Whey is derived from milk curdling during production of milk products like cheese and yoghurt (Grinstead et al., 2000). The whey is separated from the curd and processed into whey products, including dried whey, whey protein concentrate, and whey permeate. Whey products are sources of both protein and lactose.

Dried whey is produced by removing most of the water from liquid whey. The drying process can be accomplished by spray drying or roller drying. Spray-drying is the preferred method to prevent over-heating of whey because of the fast evaporation at lower temperatures compared to roller-drying method (Grinstead et al., 2000). Dried whey contains 11 to 12% crude protein and high lactose concentration, approximately 72% (NRC, 2012).

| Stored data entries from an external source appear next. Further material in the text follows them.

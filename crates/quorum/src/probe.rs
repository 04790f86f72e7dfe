//! Liveness probes for a single peer.

use async_trait::async_trait;
use reqwest::Client;
use tokio::net::TcpStream;
use tracing::trace;

use crate::Error;

/// A liveness probe against one peer address.
///
/// `Ok(())` means the peer is definitively healthy; every error, including
/// a timeout imposed by the caller, counts as unhealthy.
#[async_trait]
pub trait PeerProbe
where
    Self: Send + Sync + 'static,
{
    /// Probes `peer` once, without retrying.
    async fn probe(&self, peer: &str) -> Result<(), Error>;
}

/// Healthy if a TCP connection to the peer's port can be established.
#[derive(Clone, Debug)]
pub struct TcpProbe {
    port: u16,
}

impl TcpProbe {
    /// Creates a probe that connects to `port` on every peer.
    #[must_use]
    pub const fn new(port: u16) -> Self {
        Self { port }
    }
}

#[async_trait]
impl PeerProbe for TcpProbe {
    async fn probe(&self, peer: &str) -> Result<(), Error> {
        let stream = TcpStream::connect((peer, self.port))
            .await
            .map_err(Error::Connect)?;
        trace!("tcp probe connected to {peer}:{}", self.port);
        drop(stream);

        Ok(())
    }
}

/// Healthy if `GET http://<peer>:<port>/` answers `200 OK`.
///
/// This matches the health endpoint a galera-healthcheck sidecar serves:
/// 200 when the node is synced, 503 otherwise.
#[derive(Clone, Debug)]
pub struct HttpProbe {
    client: Client,
    port: u16,
}

impl HttpProbe {
    /// Creates a probe that queries `port` on every peer.
    #[must_use]
    pub fn new(port: u16) -> Self {
        Self {
            client: Client::new(),
            port,
        }
    }

    fn url(&self, peer: &str) -> String {
        if peer.contains(':') && !peer.starts_with('[') {
            format!("http://[{peer}]:{}/", self.port)
        } else {
            format!("http://{peer}:{}/", self.port)
        }
    }
}

#[async_trait]
impl PeerProbe for HttpProbe {
    async fn probe(&self, peer: &str) -> Result<(), Error> {
        let response = self.client.get(self.url(peer)).send().await?;
        let status = response.status();
        trace!("http probe of {peer} returned {status}");

        if status == reqwest::StatusCode::OK {
            Ok(())
        } else {
            Err(Error::Status(status.as_u16()))
        }
    }
}
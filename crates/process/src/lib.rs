//! Child process management for the database engine and its client tools.
//!
//! Long-running processes are spawned with [`spawn`] and owned through a
//! [`ManagedProcess`]; their output is forwarded line by line to an
//! [`OutputHandler`]. Short-lived tools run to completion through [`run`].
#![warn(missing_docs)]
#![warn(clippy::all)]
#![warn(clippy::pedantic)]
#![warn(clippy::nursery)]

mod error;
mod run;
mod spawn;

pub use error::{Error, Result};
pub use run::{CommandOutput, run};
pub use spawn::{ManagedProcess, ProcessOptions, ProcessState, spawn};

pub use nix::sys::signal::Signal;

/// Receives a child's output, one line at a time.
pub trait OutputHandler
where
    Self: Send + Sync + 'static,
{
    /// Handles a line written to stdout.
    fn handle_stdout(&self, line: &str);

    /// Handles a line written to stderr.
    fn handle_stderr(&self, line: &str);
}
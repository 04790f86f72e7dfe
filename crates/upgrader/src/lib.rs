//! Schema upgrades gated on the data directory's version marker.
#![warn(missing_docs)]
#![warn(clippy::all)]
#![warn(clippy::pedantic)]
#![warn(clippy::nursery)]

mod error;

pub use error::Error;

use std::io;
use std::path::PathBuf;
use std::sync::LazyLock;

use async_trait::async_trait;
use galera_engine::Upgrader;
use galera_process::ProcessOptions;
use regex::Regex;
use tokio::fs;
use tokio::io::AsyncWriteExt;
use tracing::{debug, info};

/// File the engine leaves in its data directory after an upgrade.
pub const UPGRADE_MARKER: &str = "mysql_upgrade_info";

static VERSION_REGEX: LazyLock<Regex> =
    LazyLock::new(|| Regex::new(r"\bVer\s+(\S+)").expect("Invalid regex pattern"));

/// Options for configuring `MysqlUpgrader`.
#[derive(Clone, Debug)]
pub struct MysqlUpgraderOptions {
    /// The engine's data directory.
    pub data_dir: PathBuf,

    /// Version the data should be at. Read from `mysqld --version` when unset.
    pub expected_version: Option<String>,

    /// Client defaults file passed to the upgrade command.
    pub login_defaults_file: PathBuf,

    /// Path to `mysqld`, for `--version`.
    pub mysqld_path: PathBuf,

    /// The upgrade command, e.g. `mysql_upgrade`.
    pub upgrade_path: PathBuf,
}

/// Runs an external upgrade command when the version marker is stale.
#[derive(Clone, Debug)]
pub struct MysqlUpgrader {
    data_dir: PathBuf,
    expected_version: Option<String>,
    login_defaults_file: PathBuf,
    mysqld_path: PathBuf,
    upgrade_path: PathBuf,
}

impl MysqlUpgrader {
    /// Creates a new instance of `MysqlUpgrader`.
    #[must_use]
    pub fn new(
        MysqlUpgraderOptions {
            data_dir,
            expected_version,
            login_defaults_file,
            mysqld_path,
            upgrade_path,
        }: MysqlUpgraderOptions,
    ) -> Self {
        Self {
            data_dir,
            expected_version,
            login_defaults_file,
            mysqld_path,
            upgrade_path,
        }
    }

    fn marker_path(&self) -> PathBuf {
        self.data_dir.join(UPGRADE_MARKER)
    }

    // An empty data dir is initialised by the engine itself at the current
    // version, so there is nothing to upgrade.
    fn is_initialized(&self) -> bool {
        self.data_dir.join("mysql").is_dir()
    }

    async fn expected_version(&self) -> Result<String, Error> {
        if let Some(ref version) = self.expected_version {
            return Ok(version.clone());
        }

        let options = ProcessOptions::new(&self.mysqld_path, ["--version"]);
        let output = galera_process::run(&options, None).await?;

        parse_version(&output.stdout)
            .map(ToOwned::to_owned)
            .ok_or(Error::UnknownVersion(output.stdout))
    }

    async fn stored_version(&self) -> Result<Option<String>, Error> {
        match fs::read_to_string(self.marker_path()).await {
            Ok(contents) => Ok(Some(
                contents
                    .trim_matches(|c: char| c == '\0' || c.is_whitespace())
                    .to_string(),
            )),
            Err(ref e) if e.kind() == io::ErrorKind::NotFound => Ok(None),
            Err(e) => Err(Error::Io("failed to read upgrade marker", e)),
        }
    }

    async fn write_marker(&self, version: &str) -> Result<(), Error> {
        let path = self.marker_path();
        let temp_path = path.with_file_name(format!("{UPGRADE_MARKER}.tmp"));

        let mut file = fs::File::create(&temp_path)
            .await
            .map_err(|e| Error::Io("failed to create upgrade marker", e))?;
        file.write_all(version.as_bytes())
            .await
            .map_err(|e| Error::Io("failed to write upgrade marker", e))?;
        file.sync_all()
            .await
            .map_err(|e| Error::Io("failed to sync upgrade marker", e))?;
        drop(file);

        fs::rename(&temp_path, &path)
            .await
            .map_err(|e| Error::Io("failed to replace upgrade marker", e))
    }
}

/// Extracts the version from `mysqld --version` output.
fn parse_version(output: &str) -> Option<&str> {
    VERSION_REGEX
        .captures(output)
        .and_then(|caps| caps.get(1))
        .map(|m| m.as_str())
}

#[async_trait]
impl Upgrader for MysqlUpgrader {
    type Error = Error;

    async fn needs_upgrade(&self) -> Result<bool, Error> {
        if !self.is_initialized() {
            debug!("data directory not initialized, no upgrade needed");
            return Ok(false);
        }

        let expected = self.expected_version().await?;
        let needs_upgrade = match self.stored_version().await? {
            Some(stored) => {
                debug!(%stored, %expected, "compared upgrade marker");
                stored != expected
            }
            None => {
                debug!("no upgrade marker found");
                true
            }
        };

        Ok(needs_upgrade)
    }

    async fn run_upgrade(&self) -> Result<String, Error> {
        let expected = self.expected_version().await?;

        info!("upgrading data directory to {expected}");

        let options = ProcessOptions::new(
            &self.upgrade_path,
            [format!(
                "--defaults-file={}",
                self.login_defaults_file.display()
            )],
        );
        let output = galera_process::run(&options, None).await?;

        self.write_marker(&expected).await?;
        info!("upgrade completed");

        Ok(format!("{}{}", output.stdout, output.stderr))
    }
}
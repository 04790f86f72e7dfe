//! Cluster quorum health check: how many configured peers are alive right now.
//!
//! Every peer is probed concurrently with a bounded fan-out. Each probe has
//! its own timeout and the whole check has a ceiling, so one unreachable
//! peer cannot stall the caller. Anything short of a definitive healthy
//! answer counts as unhealthy.
#![warn(missing_docs)]
#![warn(clippy::all)]
#![warn(clippy::pedantic)]
#![warn(clippy::nursery)]

mod error;
mod probe;

pub use error::Error;
pub use probe::{HttpProbe, PeerProbe, TcpProbe};

use std::sync::Arc;
use std::time::Duration;

use async_trait::async_trait;
use chrono::{DateTime, Utc};
use tokio::sync::Semaphore;
use tokio::task::JoinSet;
use tokio::time::Instant;
use tracing::{debug, info, warn};

/// Default timeout for a single peer probe.
pub const DEFAULT_PROBE_TIMEOUT: Duration = Duration::from_secs(5);

/// Default ceiling for a whole check.
pub const DEFAULT_CHECK_TIMEOUT: Duration = Duration::from_secs(10);

/// Default number of probes in flight at once.
pub const DEFAULT_MAX_CONCURRENT_PROBES: usize = 8;

/// Result of probing one peer.
#[derive(Clone, Debug, Eq, PartialEq)]
pub enum PeerHealth {
    /// The peer answered as healthy.
    Healthy,

    /// The peer failed, refused or did not answer in time.
    Unhealthy(String),
}

/// Health of one configured peer.
#[derive(Clone, Debug, Eq, PartialEq)]
pub struct PeerStatus {
    /// The peer address as configured.
    pub address: String,

    /// The probe outcome.
    pub health: PeerHealth,
}

/// Point-in-time view of peer health. Produced fresh for every decision and
/// never persisted.
#[derive(Clone, Debug)]
pub struct HealthSnapshot {
    /// When the check finished.
    pub checked_at: DateTime<Utc>,

    /// Number of peers that answered as healthy.
    pub healthy_count: usize,

    /// Per-peer outcome, in configuration order.
    pub peers: Vec<PeerStatus>,

    /// Number of configured peers.
    pub total: usize,
}

impl HealthSnapshot {
    /// Builds a snapshot from per-peer outcomes.
    #[must_use]
    pub fn from_peers(peers: Vec<PeerStatus>) -> Self {
        let healthy_count = peers
            .iter()
            .filter(|p| p.health == PeerHealth::Healthy)
            .count();

        Self {
            checked_at: Utc::now(),
            healthy_count,
            total: peers.len(),
            peers,
        }
    }

    /// Returns true if at least one peer is healthy.
    #[must_use]
    pub const fn any_healthy(&self) -> bool {
        self.healthy_count > 0
    }
}

/// Something that can report current peer health.
#[async_trait]
pub trait HealthCheck
where
    Self: Send + Sync + 'static,
{
    /// Probes every configured peer once and reports the aggregate.
    async fn check_peers(&self) -> HealthSnapshot;
}

/// Options for configuring a `QuorumHealthChecker`.
pub struct QuorumHealthCheckerOptions<P>
where
    P: PeerProbe,
{
    /// Ceiling for the whole check.
    pub check_timeout: Duration,

    /// Maximum number of probes in flight at once.
    pub max_concurrent_probes: usize,

    /// Peer addresses, excluding this node.
    pub peers: Vec<String>,

    /// The probe to run against each peer.
    pub probe: P,

    /// Timeout for a single probe.
    pub probe_timeout: Duration,
}

/// Probes a fixed set of peers.
pub struct QuorumHealthChecker<P>
where
    P: PeerProbe,
{
    check_timeout: Duration,
    max_concurrent_probes: usize,
    peers: Arc<[String]>,
    probe: Arc<P>,
    probe_timeout: Duration,
}

impl<P> QuorumHealthChecker<P>
where
    P: PeerProbe,
{
    /// Creates a new `QuorumHealthChecker`.
    #[must_use]
    pub fn new(
        QuorumHealthCheckerOptions {
            check_timeout,
            max_concurrent_probes,
            peers,
            probe,
            probe_timeout,
        }: QuorumHealthCheckerOptions<P>,
    ) -> Self {
        Self {
            check_timeout,
            max_concurrent_probes: max_concurrent_probes.max(1),
            peers: peers.into(),
            probe: Arc::new(probe),
            probe_timeout,
        }
    }

    /// Returns the configured peers.
    #[must_use]
    pub fn peers(&self) -> &[String] {
        &self.peers
    }
}

#[async_trait]
impl<P> HealthCheck for QuorumHealthChecker<P>
where
    P: PeerProbe,
{
    async fn check_peers(&self) -> HealthSnapshot {
        if self.peers.is_empty() {
            debug!("no peers configured");
            return HealthSnapshot::from_peers(Vec::new());
        }

        let deadline = Instant::now() + self.check_timeout;
        let permits = Arc::new(Semaphore::new(self.max_concurrent_probes));
        let mut probes = JoinSet::new();

        for (index, peer) in self.peers.iter().enumerate() {
            let peer = peer.clone();
            let permits = Arc::clone(&permits);
            let probe = Arc::clone(&self.probe);
            let probe_timeout = self.probe_timeout;

            probes.spawn(async move {
                let Ok(_permit) = permits.acquire_owned().await else {
                    return (index, Err(Error::Cancelled));
                };

                let result = tokio::time::timeout(probe_timeout, probe.probe(&peer))
                    .await
                    .unwrap_or(Err(Error::Timeout(probe_timeout)));

                (index, result)
            });
        }

        let mut outcomes: Vec<Option<Result<(), Error>>> =
            std::iter::repeat_with(|| None).take(self.peers.len()).collect();

        loop {
            match tokio::time::timeout_at(deadline, probes.join_next()).await {
                Ok(Some(Ok((index, result)))) => outcomes[index] = Some(result),
                Ok(Some(Err(e))) => warn!("peer probe task failed: {e}"),
                Ok(None) => break,
                Err(_) => {
                    warn!(
                        "peer health check hit its {:?} ceiling with {} probes outstanding",
                        self.check_timeout,
                        probes.len()
                    );
                    probes.abort_all();
                    while probes.join_next().await.is_some() {}
                    break;
                }
            }
        }

        let peers = self
            .peers
            .iter()
            .zip(outcomes)
            .map(|(address, outcome)| {
                let health = match outcome {
                    Some(Ok(())) => PeerHealth::Healthy,
                    Some(Err(e)) => PeerHealth::Unhealthy(e.to_string()),
                    None => PeerHealth::Unhealthy("no answer before check ceiling".to_string()),
                };
                if let PeerHealth::Unhealthy(reason) = &health {
                    debug!("peer {address} unhealthy: {reason}");
                }

                PeerStatus {
                    address: address.clone(),
                    health,
                }
            })
            .collect();

        let snapshot = HealthSnapshot::from_peers(peers);
        info!(
            "{} of {} peers healthy",
            snapshot.healthy_count, snapshot.total
        );

        snapshot
    }
}
use std::fmt::{self, Display};

/// Lifecycle of one orchestration run.
#[derive(Clone, Copy, Debug, Eq, Hash, PartialEq)]
pub enum OrchestratorState {
    /// Constructed, `execute` not yet called.
    Init,

    /// Loading the persisted role and checking peers.
    DecidingMode,

    /// Running a schema upgrade against a stand-alone engine.
    Upgrading,

    /// Issuing the start command for the chosen mode.
    Launching,

    /// Polling the engine until it is reachable.
    WaitingReachable,

    /// Seeding and post-start SQL.
    PostStart,

    /// Supervising the engine until shutdown.
    Running,

    /// Stopping the engine.
    ShuttingDown,

    /// Terminal: stopped cleanly.
    Stopped,

    /// Terminal: a stage failed.
    Failed,
}

impl OrchestratorState {
    /// Returns true for `Stopped` and `Failed`.
    #[must_use]
    pub const fn is_terminal(self) -> bool {
        matches!(self, Self::Stopped | Self::Failed)
    }
}

impl Display for OrchestratorState {
    fn fmt(&self, f: &mut fmt::Formatter<'_>) -> fmt::Result {
        f.write_str(match self {
            Self::Init => "init",
            Self::DecidingMode => "deciding-mode",
            Self::Upgrading => "upgrading",
            Self::Launching => "launching",
            Self::WaitingReachable => "waiting-reachable",
            Self::PostStart => "post-start",
            Self::Running => "running",
            Self::ShuttingDown => "shutting-down",
            Self::Stopped => "stopped",
            Self::Failed => "failed",
        })
    }
}

/// The stage an error was raised in.
#[derive(Clone, Copy, Debug, Eq, Hash, PartialEq)]
pub enum Stage {
    /// Before any stage ran.
    Init,

    /// Choosing the start mode.
    DecidingMode,

    /// Upgrading the data directory.
    Upgrading,

    /// Starting the engine.
    Launching,

    /// Waiting for the engine to become reachable and recording the role.
    WaitingReachable,

    /// Seeding and post-start SQL.
    PostStart,

    /// Supervising the running engine.
    Running,

    /// Stopping the engine.
    ShuttingDown,
}

impl Display for Stage {
    fn fmt(&self, f: &mut fmt::Formatter<'_>) -> fmt::Result {
        f.write_str(match self {
            Self::Init => "init",
            Self::DecidingMode => "deciding mode",
            Self::Upgrading => "upgrading",
            Self::Launching => "launching",
            Self::WaitingReachable => "waiting reachable",
            Self::PostStart => "post-start",
            Self::Running => "running",
            Self::ShuttingDown => "shutting down",
        })
    }
}
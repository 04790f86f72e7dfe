use std::sync::LazyLock;

use galera_process::OutputHandler;
use regex::Regex;
use tracing::{Level, error, info, warn};

/// Matches MySQL error-log lines, with or without the 8.0 error code and
/// subsystem tags.
static LOG_REGEX: LazyLock<Regex> = LazyLock::new(|| {
    Regex::new(
        r"^\d{4}-\d{2}-\d{2}[T ]\d{2}:\d{2}:\d{2}(?:\.\d+)?(?:Z|[+-]\d{2}:?\d{2})?\s+\d+\s+\[(\w+)\]\s+(?:\[MY-\d+\]\s+\[\w+\]\s+)?(.*)$",
    )
    .expect("Invalid regex pattern")
});

/// Maps a mysqld output line to a tracing level and the message to log.
pub fn classify(line: &str) -> (Level, &str) {
    let Some(caps) = LOG_REGEX.captures(line) else {
        return (Level::INFO, line);
    };

    let label = caps.get(1).map_or("", |m| m.as_str());
    let message = caps.get(2).map_or(line, |m| m.as_str());

    match label {
        "Warning" => (Level::WARN, message),
        "ERROR" | "Error" => (Level::ERROR, message),
        _ => (Level::INFO, message),
    }
}

/// Forwards mysqld output to tracing under the `mysqld` target.
pub struct MysqldOutput;

impl OutputHandler for MysqldOutput {
    fn handle_stdout(&self, line: &str) {
        match classify(line) {
            (Level::ERROR, message) => error!(target: "mysqld", "{}", message),
            (Level::WARN, message) => warn!(target: "mysqld", "{}", message),
            (_, message) => info!(target: "mysqld", "{}", message),
        }
    }

    fn handle_stderr(&self, line: &str) {
        self.handle_stdout(line); // mysqld writes its error log to stderr
    }
}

Whey protein concentrate is produced by having an additional process of ultrafiltration of liquid whey before the drying process (Grinstead et al., 2000). The ultrafiltration process concentrates the whey protein and removes most of the lactose. Whey protein concentrate contains 75 to 80% crude protein and low lactose concentration, generally around 5% (NRC, 2012). Whey protein concentrate is an edible-grade product in high demand by the food industry, limiting its availability for use in swine diets.

Whey permeate is a by-product from the ultrafiltration process of liquid whey to produce whey protein concentrate. Whey permeate contains most of the lactose that is removed from the ultrafiltration process. Whey permeate contains low crude protein (3.5%) and high lactose concentration, approximately 80% (NRC, 2012).